This meant that the flow of casualties was overwhelming what the hospital could handle. Men who could survive if they got help soon were not going to make it. “Expectant” meant expected to die.
Behind Melbourne, Donnelly saw a sergeant named Victor working to organize the efforts of the orderlies, hoping to keep the cases flowing smoothly to the operating theaters. Victor had inherited the job that would have belonged to Drake. But Drake was dead and Victor, try as he might, wasn’t up to the task, and now men who might be saved would probably die within a few feet of an operating table.
“My friend here,” Donnelly said, pointing at the tanker. Savio stood and walked to the man.
“I’m guessing traumatic amputation.”
“I got it,” Savio said. She took the young soldier by his remaining hand and led him to a wooden pallet, had him sit. The private still had a dreamy, morphine look.
Donnelly looked around. The triage area was set up in a sun-beaten rectangle of dirt created by the tents that were still standing. She did a quick inventory of the orderlies on hand: a handful of privates and not enough sergeants. Today everyone was going to have to do more.
“Morrison, Elliott, Dabner,” she said, calling the three steadiest men to her. Morrison, pale and sweating, was probably fighting malaria.
“We need a bigger footprint,” she said. “More space between the groups.”
The three young men looked around, bone-tired and struggling to make sense of her directions.
“Move the ambulatory over there,” Donnelly said, pointing.
They hesitated, and she flashed to her first mass casualty: a year out of her starched white nursing school uniform and she’d been dropped on a beach that smelled of cordite and burned flesh, men screaming around her, pain and blood and shredded limbs.
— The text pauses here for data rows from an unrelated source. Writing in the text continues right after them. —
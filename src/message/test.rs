use std::time::{Duration, SystemTime};

use crate::data::{CacheDirective, MediaType, Product, Range, RetryAfter, Tag};
use crate::headers::HeaderValue;
use crate::http::{Method, StatusCode};
use crate::message::*;

const fn is_send_sync<T: Send + Sync>() { }
const _: () = {
    is_send_sync::<Message>();
    is_send_sync::<Representation>();
    is_send_sync::<Request>();
    is_send_sync::<Response>();
};

#[test]
fn test_available_size() {
    let mut entity = Representation::new(MediaType::TEXT_PLAIN);
    assert_eq!(entity.available_size(), None);

    entity.size = Some(1500);
    assert_eq!(entity.available_size(), Some(1500));

    entity.range = Range::from_positions(500, 999);
    assert_eq!(entity.available_size(), Some(500));

    entity.range = Some(Range::suffix(100));
    assert_eq!(entity.available_size(), Some(100));

    entity.range = Some(Range::starting_at(1000));
    assert_eq!(entity.available_size(), Some(500));

    entity.size = None;
    assert_eq!(entity.available_size(), None);

    entity.range = Range::from_positions(0, 9);
    assert_eq!(entity.available_size(), Some(10));
}

#[test]
fn test_representation() {
    assert!(Representation::default().is_available());
    assert!(!Representation::empty().is_available());

    let message = Message {
        entity: Some(Representation::empty()),
        ..Message::new()
    };
    assert!(!message.is_entity_available());
    assert!(!Message::new().is_entity_available());
}

#[test]
fn test_conditions() {
    let mut conditions = Conditions::new();
    assert!(conditions.is_empty());

    conditions.range_tag = Some(Tag::new("xyz"));
    assert!(!conditions.is_empty());
}

#[test]
fn test_accessors() {
    let mut request = Request::new(Method::POST);
    assert_eq!(request.method, Method::POST);
    assert!(!request.is_ranged());

    let date = SystemTime::UNIX_EPOCH + Duration::from_secs(784111777);
    *request.date_mut() = Some(date);
    request.cache_directives_mut().push(CacheDirective::no_store());
    request.headers_mut().append("x-a", HeaderValue::from_static("1"));

    assert_eq!(*request.date(), Some(date));
    assert_eq!(request.message.date, Some(date));
    assert_eq!(request.cache_directives().len(), 1);
    assert_eq!(request.headers().len(), 1);

    let mut response = Response::default();
    assert_eq!(response.status, StatusCode::OK);
    *response.entity_mut() = Some(Representation::new(MediaType::TEXT_HTML));
    assert!(response.message.is_entity_available());

    let response = Response::new(StatusCode::SERVICE_UNAVAILABLE);
    assert!(response.retry_after.is_none());
    assert!(response.dimensions.is_empty());
}

#[test]
fn test_agent_products() {
    let mut client = ClientInfo::new();
    assert!(client.agent_products().unwrap().is_empty());

    let mut product = Product::with_version("Mozilla", "5.0");
    product.comment = Some("X11; Linux x86_64".into());
    client.set_agent_products(&[product, Product::with_version("Firefox", "128.0")]).unwrap();
    assert_eq!(client.agent.as_deref(), Some("Mozilla/5.0 (X11; Linux x86_64) Firefox/128.0"));
    assert_eq!(client.agent_products().unwrap().len(), 2);

    let server = ServerInfo {
        agent: Some("Apache/2.4.1 (Unix)".into()),
        accept_ranges: false,
    };
    let products = server.agent_products().unwrap();
    assert_eq!(products[0].name, "Apache");
    assert_eq!(products[0].version.as_deref(), Some("2.4.1"));
}

#[test]
fn test_retry_after() {
    let now = SystemTime::UNIX_EPOCH + Duration::from_secs(1000);
    let retry = RetryAfter::from(Duration::from_secs(120));
    assert_eq!(retry.at(now), now + Duration::from_secs(120));

    let retry = RetryAfter::from(SystemTime::UNIX_EPOCH);
    assert_eq!(retry.at(now), SystemTime::UNIX_EPOCH);
}

#[test]
fn test_default_agent() {
    assert!(DEFAULT_AGENT.starts_with("headwork/"));
}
She had stumbled badly, had thought about it over many long nights since.
The men looked at her, exhausted but eager to do something. She lowered her voice, though it was doubtful anyone could overhear her amid all the shouts and moans.
“Look, we’re going to save as many as we can today, but that isn’t going to be everyone. You’re going to have to make decisions normally made by First Sergeant Drake or some more senior noncom, because we’re shorthanded. They’re not here, so I need you.”
She paused, breathed, hands on her hips.
“Do your best, and I’ll back up whatever call you make.”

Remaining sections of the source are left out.